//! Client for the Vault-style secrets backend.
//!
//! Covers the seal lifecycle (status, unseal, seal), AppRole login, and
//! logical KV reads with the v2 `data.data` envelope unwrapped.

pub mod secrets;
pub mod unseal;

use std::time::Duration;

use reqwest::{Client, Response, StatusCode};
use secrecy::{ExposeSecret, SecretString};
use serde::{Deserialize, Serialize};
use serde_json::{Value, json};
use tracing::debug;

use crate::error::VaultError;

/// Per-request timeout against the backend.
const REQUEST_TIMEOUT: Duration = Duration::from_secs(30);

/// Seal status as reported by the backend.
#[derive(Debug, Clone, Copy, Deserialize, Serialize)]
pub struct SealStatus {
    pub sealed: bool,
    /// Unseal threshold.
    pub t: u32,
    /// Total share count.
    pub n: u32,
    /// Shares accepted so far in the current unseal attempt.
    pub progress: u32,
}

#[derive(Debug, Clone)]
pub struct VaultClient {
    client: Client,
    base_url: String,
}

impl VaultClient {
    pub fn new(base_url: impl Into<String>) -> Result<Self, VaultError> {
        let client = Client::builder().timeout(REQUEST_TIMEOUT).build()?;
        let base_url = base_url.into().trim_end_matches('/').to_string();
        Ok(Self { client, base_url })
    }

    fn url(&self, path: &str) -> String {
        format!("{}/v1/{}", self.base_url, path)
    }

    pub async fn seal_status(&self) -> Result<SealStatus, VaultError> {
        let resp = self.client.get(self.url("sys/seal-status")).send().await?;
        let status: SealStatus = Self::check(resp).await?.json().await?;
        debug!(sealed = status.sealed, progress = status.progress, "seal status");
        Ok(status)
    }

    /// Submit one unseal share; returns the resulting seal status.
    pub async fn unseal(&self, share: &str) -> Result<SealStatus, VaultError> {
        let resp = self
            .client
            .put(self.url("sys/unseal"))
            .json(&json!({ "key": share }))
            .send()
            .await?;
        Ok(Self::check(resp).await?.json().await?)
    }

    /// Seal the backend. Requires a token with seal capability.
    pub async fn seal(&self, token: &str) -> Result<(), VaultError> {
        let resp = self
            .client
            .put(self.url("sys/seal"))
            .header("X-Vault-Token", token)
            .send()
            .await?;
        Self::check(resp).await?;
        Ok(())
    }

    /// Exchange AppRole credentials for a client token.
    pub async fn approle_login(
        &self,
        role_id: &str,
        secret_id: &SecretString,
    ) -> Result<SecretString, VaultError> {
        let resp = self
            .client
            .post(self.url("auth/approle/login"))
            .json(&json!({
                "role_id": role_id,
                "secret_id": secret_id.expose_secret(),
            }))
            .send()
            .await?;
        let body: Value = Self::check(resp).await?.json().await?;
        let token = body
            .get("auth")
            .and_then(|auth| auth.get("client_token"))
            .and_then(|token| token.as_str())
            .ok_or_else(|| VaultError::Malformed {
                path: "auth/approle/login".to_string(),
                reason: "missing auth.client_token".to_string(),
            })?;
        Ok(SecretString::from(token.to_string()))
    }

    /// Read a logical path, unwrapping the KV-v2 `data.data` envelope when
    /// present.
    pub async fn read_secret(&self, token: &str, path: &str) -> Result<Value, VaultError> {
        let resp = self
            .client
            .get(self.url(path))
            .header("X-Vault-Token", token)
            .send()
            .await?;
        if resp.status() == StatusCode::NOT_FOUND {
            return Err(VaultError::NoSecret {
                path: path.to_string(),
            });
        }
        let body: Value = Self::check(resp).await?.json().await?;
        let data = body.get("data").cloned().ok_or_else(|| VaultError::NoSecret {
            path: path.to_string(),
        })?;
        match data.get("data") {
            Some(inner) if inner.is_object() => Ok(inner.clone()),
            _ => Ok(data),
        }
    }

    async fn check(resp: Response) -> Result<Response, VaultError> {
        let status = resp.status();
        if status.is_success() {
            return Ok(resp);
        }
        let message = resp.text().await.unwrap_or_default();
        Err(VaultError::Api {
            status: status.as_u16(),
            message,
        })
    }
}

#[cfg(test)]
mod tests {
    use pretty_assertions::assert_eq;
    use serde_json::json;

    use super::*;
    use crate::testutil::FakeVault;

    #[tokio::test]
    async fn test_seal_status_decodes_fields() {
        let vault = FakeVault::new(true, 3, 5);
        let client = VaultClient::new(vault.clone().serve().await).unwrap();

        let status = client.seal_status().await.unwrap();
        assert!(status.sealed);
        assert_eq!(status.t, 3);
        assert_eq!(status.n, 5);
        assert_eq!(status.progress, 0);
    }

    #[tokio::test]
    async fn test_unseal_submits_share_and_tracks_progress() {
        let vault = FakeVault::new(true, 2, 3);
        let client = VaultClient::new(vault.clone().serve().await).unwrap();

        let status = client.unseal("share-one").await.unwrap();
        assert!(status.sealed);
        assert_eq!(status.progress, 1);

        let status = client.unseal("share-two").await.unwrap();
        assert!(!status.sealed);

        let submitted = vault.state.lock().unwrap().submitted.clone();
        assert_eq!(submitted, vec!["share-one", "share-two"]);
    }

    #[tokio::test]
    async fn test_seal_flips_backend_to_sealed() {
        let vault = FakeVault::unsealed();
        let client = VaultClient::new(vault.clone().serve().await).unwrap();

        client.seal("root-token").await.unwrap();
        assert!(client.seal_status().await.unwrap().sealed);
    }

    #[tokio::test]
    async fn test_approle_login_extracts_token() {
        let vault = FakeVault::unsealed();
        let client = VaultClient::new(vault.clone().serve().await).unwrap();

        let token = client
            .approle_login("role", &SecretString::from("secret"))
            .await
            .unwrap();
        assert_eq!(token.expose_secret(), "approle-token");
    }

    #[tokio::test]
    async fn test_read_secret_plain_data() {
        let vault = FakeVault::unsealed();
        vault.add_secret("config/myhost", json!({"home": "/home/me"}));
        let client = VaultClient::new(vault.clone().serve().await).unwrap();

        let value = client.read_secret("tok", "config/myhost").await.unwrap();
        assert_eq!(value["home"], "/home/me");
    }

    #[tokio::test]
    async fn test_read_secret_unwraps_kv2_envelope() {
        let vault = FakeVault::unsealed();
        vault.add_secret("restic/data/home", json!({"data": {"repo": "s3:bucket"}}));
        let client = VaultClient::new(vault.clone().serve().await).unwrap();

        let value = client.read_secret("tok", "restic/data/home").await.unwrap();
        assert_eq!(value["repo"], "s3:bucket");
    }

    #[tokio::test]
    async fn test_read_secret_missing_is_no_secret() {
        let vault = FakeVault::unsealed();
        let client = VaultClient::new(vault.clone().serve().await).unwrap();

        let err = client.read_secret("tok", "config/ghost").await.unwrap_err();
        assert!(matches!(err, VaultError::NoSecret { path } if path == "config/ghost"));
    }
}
.....
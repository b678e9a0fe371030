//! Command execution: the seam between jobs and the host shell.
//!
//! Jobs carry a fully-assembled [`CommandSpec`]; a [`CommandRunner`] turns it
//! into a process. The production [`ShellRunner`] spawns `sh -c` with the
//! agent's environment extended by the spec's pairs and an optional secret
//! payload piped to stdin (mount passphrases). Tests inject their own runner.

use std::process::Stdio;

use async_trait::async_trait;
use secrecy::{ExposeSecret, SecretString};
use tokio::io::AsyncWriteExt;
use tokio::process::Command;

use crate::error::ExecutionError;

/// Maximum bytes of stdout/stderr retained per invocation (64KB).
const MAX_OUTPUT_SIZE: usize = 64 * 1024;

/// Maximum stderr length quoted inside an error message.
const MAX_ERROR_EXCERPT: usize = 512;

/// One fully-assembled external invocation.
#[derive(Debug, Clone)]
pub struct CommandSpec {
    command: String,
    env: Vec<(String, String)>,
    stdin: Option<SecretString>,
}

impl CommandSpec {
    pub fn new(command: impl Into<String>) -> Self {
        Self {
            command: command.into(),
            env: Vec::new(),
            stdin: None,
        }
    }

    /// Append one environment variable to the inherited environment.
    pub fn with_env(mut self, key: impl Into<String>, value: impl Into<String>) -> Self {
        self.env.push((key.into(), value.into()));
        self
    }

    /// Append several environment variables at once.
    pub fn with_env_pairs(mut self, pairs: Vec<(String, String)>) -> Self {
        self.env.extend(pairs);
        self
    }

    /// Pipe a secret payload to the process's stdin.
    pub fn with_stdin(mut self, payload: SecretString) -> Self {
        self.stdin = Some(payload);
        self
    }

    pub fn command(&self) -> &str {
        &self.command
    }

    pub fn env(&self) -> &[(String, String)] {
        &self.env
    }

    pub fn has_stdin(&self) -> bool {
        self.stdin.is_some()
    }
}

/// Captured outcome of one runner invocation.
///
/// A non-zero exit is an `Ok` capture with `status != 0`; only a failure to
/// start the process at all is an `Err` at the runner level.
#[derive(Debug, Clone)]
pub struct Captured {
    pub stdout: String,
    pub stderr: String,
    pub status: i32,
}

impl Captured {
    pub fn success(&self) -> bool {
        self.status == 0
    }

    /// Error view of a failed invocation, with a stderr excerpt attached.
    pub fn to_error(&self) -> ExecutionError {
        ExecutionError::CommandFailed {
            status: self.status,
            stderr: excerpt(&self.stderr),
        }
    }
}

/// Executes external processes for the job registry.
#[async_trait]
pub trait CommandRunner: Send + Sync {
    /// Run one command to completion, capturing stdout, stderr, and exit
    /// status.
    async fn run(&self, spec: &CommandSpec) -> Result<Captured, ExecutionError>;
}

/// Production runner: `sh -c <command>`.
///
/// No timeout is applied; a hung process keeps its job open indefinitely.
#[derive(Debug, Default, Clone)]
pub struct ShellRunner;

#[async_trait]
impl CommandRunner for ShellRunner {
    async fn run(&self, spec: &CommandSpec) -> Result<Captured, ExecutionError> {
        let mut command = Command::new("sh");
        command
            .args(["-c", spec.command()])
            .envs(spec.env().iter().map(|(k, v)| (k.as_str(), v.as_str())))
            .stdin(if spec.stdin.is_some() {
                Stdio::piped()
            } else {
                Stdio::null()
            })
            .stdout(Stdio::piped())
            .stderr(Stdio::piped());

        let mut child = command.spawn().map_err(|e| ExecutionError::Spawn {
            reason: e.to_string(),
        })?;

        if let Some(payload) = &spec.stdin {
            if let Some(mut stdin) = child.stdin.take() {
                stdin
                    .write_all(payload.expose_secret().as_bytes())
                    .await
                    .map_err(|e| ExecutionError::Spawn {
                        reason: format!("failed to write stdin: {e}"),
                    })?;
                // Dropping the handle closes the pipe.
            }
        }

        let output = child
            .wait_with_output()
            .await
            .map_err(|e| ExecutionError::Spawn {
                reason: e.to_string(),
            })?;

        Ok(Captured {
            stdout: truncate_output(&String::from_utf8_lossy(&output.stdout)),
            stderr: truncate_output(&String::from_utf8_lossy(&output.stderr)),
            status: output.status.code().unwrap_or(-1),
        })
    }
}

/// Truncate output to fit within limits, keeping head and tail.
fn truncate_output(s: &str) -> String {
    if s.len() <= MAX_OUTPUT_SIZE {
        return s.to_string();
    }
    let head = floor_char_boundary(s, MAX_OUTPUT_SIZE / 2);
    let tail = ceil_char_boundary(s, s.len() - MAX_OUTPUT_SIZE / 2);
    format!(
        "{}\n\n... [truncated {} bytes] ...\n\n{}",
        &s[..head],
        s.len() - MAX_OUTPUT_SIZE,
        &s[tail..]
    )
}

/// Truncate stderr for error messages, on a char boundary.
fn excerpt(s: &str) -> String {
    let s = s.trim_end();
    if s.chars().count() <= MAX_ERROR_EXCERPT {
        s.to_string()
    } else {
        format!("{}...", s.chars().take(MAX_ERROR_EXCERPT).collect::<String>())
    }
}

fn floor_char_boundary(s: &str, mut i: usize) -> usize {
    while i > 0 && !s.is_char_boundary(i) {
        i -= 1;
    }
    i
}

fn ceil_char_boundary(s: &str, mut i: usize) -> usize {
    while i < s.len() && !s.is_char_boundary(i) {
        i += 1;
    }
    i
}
.....
Exercise brief:
In the records above, how many lines hold the string "assembled"? Respond with that number only.

Answer to this problem:
2